ASSIGNMENT: Among the lines of the records, find all that carry the word "RequiredOnly" and copy them.

Collected data:
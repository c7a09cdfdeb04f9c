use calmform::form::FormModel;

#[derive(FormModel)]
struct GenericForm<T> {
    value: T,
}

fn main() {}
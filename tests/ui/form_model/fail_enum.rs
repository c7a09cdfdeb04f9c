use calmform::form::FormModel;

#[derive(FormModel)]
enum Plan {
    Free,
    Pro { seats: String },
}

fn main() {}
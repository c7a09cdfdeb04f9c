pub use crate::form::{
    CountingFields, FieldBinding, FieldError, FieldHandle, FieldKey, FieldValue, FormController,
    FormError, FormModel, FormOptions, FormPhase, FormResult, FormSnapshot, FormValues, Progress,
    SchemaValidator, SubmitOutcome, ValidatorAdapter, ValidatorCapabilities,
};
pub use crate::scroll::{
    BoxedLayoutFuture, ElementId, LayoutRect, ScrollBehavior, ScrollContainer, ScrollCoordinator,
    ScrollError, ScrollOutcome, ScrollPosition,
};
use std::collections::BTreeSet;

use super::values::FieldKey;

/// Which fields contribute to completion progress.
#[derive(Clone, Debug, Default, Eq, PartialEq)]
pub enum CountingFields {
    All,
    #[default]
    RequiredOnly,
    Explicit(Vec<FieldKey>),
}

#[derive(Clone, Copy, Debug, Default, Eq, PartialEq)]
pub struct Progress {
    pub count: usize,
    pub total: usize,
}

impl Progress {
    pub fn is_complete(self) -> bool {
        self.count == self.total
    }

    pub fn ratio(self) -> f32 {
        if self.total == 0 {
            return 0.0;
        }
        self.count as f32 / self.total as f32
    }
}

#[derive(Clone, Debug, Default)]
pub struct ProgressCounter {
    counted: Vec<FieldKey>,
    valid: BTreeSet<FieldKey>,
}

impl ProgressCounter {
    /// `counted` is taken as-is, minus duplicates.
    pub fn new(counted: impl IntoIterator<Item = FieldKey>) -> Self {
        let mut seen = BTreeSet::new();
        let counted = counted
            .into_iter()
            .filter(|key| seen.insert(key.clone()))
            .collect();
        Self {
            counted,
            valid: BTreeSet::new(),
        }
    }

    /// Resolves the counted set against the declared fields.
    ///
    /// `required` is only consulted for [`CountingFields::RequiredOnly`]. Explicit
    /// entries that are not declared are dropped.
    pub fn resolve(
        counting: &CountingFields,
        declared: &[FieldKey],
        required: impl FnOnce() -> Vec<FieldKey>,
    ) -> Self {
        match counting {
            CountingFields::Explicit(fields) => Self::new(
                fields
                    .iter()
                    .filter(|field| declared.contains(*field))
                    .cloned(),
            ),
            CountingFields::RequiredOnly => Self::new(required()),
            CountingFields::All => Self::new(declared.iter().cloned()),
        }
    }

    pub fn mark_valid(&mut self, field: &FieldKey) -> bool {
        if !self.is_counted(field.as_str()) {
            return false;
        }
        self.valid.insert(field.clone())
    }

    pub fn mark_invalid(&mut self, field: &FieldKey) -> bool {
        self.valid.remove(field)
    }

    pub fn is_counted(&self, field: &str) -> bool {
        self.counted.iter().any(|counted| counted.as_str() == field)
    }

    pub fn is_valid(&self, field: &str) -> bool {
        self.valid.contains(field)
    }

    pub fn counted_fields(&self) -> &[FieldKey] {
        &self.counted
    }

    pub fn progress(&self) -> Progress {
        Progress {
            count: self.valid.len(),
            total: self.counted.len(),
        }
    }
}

---

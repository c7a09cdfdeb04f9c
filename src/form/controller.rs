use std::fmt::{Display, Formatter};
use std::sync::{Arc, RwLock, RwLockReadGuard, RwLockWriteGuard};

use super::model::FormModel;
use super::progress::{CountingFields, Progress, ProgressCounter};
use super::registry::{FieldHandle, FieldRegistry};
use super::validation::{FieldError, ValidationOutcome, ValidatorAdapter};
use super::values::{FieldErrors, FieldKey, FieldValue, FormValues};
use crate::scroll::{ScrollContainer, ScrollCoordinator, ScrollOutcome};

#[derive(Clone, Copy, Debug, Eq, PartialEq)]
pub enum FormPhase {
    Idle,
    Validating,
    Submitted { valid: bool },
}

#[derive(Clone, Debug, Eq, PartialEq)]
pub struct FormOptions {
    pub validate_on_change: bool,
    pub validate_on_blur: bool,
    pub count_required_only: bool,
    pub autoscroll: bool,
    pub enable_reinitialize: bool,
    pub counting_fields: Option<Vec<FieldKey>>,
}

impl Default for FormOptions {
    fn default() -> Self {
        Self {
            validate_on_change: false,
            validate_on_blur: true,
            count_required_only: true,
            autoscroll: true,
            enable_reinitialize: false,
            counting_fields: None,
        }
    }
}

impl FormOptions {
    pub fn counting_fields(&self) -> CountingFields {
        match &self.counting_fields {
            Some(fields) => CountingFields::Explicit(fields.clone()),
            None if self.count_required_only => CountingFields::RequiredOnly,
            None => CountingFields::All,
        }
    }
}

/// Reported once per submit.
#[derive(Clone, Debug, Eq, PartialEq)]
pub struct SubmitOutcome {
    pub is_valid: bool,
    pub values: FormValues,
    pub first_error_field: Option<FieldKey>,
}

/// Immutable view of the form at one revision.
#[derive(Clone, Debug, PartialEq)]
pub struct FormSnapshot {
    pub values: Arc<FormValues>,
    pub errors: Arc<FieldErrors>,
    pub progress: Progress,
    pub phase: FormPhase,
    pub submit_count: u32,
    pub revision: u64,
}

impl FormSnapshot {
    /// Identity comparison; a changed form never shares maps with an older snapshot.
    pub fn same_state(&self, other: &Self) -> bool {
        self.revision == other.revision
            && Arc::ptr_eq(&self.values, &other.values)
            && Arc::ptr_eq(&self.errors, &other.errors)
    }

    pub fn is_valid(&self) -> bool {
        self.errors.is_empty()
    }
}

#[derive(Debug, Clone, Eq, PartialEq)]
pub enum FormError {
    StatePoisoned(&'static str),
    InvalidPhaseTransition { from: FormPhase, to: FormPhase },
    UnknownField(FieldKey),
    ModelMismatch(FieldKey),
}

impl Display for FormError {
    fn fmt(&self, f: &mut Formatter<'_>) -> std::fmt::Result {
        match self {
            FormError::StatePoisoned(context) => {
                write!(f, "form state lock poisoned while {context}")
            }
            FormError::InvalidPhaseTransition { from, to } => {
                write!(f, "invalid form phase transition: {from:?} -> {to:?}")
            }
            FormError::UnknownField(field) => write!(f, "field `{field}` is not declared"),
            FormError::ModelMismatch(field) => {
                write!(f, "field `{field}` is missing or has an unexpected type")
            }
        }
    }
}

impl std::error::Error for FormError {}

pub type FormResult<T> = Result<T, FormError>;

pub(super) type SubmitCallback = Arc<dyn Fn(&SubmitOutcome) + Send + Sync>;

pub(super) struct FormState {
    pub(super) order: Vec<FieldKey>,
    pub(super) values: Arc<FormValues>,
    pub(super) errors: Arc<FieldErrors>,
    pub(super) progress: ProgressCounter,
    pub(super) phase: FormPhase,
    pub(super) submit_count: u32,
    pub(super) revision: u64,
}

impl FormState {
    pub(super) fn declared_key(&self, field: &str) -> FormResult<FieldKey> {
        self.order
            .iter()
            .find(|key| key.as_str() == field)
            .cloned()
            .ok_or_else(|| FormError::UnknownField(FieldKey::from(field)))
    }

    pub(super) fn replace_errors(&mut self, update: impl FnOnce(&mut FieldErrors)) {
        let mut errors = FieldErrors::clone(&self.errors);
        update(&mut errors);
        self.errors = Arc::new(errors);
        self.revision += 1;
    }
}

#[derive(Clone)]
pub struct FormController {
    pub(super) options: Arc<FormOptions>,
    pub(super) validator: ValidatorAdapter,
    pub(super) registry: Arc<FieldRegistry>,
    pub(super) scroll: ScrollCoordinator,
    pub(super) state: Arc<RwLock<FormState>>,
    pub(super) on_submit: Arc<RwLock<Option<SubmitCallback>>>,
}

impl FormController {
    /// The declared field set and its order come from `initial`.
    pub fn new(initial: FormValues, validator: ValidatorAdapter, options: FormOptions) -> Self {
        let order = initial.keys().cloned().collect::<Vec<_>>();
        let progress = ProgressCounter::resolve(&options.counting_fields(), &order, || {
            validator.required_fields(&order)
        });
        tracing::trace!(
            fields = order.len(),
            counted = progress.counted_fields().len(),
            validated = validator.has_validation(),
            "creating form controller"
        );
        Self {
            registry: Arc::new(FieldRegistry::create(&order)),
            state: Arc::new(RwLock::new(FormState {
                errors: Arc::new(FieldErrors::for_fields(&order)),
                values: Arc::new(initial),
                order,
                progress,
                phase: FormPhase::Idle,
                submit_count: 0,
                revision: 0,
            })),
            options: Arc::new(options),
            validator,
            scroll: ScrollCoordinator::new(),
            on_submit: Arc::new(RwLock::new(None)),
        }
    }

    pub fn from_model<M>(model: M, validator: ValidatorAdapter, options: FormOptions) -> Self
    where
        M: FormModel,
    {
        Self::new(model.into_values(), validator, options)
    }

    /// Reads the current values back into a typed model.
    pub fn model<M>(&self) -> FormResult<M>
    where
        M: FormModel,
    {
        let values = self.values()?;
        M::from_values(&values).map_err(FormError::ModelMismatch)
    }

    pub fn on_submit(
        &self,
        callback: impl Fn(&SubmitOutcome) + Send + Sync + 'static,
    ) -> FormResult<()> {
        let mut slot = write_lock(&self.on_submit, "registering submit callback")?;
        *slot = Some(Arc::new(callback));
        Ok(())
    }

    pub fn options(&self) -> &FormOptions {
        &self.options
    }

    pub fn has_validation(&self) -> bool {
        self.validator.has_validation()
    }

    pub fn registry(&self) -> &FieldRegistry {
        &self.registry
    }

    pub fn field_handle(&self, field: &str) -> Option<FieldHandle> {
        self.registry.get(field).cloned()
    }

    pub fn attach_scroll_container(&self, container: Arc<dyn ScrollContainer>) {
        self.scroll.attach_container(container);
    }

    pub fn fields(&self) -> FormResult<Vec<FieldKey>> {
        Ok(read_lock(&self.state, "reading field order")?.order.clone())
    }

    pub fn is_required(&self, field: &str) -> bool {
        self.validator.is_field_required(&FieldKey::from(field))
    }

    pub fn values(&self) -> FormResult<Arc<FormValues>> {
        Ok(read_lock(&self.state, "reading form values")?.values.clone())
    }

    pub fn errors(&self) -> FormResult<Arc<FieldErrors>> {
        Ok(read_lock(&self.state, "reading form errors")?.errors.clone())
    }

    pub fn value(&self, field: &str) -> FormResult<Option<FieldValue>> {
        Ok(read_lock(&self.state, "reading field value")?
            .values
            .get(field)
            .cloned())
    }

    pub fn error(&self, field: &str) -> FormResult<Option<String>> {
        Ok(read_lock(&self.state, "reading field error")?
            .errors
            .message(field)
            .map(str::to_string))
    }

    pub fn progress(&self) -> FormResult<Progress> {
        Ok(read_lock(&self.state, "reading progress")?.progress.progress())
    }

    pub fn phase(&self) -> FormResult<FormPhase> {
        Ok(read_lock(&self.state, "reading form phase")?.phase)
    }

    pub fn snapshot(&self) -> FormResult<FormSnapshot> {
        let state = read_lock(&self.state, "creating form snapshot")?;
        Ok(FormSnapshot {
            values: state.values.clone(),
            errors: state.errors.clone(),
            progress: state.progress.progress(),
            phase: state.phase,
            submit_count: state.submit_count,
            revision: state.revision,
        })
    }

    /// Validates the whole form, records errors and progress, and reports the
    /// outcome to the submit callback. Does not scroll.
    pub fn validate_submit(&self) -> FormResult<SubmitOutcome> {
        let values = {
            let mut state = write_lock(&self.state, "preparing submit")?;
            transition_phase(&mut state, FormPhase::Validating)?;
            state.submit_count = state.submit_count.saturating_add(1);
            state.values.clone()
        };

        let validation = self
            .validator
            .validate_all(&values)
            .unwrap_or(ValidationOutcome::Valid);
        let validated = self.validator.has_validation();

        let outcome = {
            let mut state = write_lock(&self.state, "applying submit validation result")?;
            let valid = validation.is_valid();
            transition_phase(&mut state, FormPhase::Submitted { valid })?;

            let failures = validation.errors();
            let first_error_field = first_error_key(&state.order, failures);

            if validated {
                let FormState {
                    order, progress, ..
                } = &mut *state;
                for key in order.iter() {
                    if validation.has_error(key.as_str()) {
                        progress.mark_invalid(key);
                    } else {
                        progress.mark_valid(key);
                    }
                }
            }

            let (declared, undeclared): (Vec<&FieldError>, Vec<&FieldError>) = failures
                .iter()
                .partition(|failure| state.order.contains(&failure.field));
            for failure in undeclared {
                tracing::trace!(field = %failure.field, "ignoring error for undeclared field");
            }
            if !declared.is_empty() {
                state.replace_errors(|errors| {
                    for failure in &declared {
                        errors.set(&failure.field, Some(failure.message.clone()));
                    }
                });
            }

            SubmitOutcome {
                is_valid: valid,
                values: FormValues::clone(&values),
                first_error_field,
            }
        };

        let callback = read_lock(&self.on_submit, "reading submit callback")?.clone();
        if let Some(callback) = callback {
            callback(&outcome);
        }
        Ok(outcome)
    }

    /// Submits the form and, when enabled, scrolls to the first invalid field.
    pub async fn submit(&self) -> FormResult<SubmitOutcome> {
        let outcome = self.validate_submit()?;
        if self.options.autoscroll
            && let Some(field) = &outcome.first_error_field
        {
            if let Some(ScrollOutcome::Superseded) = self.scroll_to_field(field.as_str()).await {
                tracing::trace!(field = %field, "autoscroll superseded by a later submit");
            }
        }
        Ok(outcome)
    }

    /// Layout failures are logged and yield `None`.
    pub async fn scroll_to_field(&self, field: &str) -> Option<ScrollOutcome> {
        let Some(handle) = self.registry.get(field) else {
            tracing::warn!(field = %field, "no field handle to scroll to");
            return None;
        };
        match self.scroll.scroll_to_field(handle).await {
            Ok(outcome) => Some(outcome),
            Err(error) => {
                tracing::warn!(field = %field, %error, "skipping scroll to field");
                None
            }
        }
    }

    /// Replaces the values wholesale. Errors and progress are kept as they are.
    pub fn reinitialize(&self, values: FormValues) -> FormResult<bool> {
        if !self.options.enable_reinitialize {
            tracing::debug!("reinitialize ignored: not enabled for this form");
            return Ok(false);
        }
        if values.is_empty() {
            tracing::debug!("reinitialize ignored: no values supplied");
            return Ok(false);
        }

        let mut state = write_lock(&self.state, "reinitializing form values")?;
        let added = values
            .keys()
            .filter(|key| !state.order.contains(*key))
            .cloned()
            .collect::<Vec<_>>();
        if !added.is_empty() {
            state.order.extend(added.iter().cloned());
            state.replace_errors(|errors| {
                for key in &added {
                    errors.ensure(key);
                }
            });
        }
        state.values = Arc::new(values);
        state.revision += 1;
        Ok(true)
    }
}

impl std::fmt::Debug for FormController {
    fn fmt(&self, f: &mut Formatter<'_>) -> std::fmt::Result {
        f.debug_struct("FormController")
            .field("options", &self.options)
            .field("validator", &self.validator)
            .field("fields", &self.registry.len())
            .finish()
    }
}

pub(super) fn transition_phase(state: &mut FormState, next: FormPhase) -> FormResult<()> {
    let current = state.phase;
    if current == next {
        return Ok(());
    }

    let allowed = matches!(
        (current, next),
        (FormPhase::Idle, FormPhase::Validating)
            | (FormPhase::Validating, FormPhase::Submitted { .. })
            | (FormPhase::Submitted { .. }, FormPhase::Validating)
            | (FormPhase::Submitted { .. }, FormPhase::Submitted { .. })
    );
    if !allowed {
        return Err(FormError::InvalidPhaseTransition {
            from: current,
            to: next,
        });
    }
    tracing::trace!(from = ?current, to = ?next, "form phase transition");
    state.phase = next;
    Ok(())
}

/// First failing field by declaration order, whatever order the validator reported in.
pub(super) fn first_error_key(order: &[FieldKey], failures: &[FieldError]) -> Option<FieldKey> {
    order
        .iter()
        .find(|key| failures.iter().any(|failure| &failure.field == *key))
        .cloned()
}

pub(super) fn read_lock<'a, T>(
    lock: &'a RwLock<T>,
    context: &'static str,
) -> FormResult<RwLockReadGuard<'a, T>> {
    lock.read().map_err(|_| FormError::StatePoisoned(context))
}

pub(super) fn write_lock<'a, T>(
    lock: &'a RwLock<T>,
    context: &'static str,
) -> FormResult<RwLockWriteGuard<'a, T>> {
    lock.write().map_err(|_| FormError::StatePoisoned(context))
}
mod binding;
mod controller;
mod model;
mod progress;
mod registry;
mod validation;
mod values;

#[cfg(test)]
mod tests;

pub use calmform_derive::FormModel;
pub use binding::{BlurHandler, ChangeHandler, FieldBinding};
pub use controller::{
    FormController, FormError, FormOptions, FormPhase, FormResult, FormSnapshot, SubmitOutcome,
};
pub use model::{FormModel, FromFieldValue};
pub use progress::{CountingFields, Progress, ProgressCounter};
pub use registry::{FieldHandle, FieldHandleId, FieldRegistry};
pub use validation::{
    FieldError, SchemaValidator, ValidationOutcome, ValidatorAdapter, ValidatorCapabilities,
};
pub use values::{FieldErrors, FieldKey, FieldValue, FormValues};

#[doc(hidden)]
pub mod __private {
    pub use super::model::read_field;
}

WRITTEN ANSWER:
    RequiredOnly,
    /// `required` is only consulted for [`CountingFields::RequiredOnly`]. Explicit
            CountingFields::RequiredOnly => Self::new(required()),
            None if self.count_required_only => CountingFields::RequiredOnly,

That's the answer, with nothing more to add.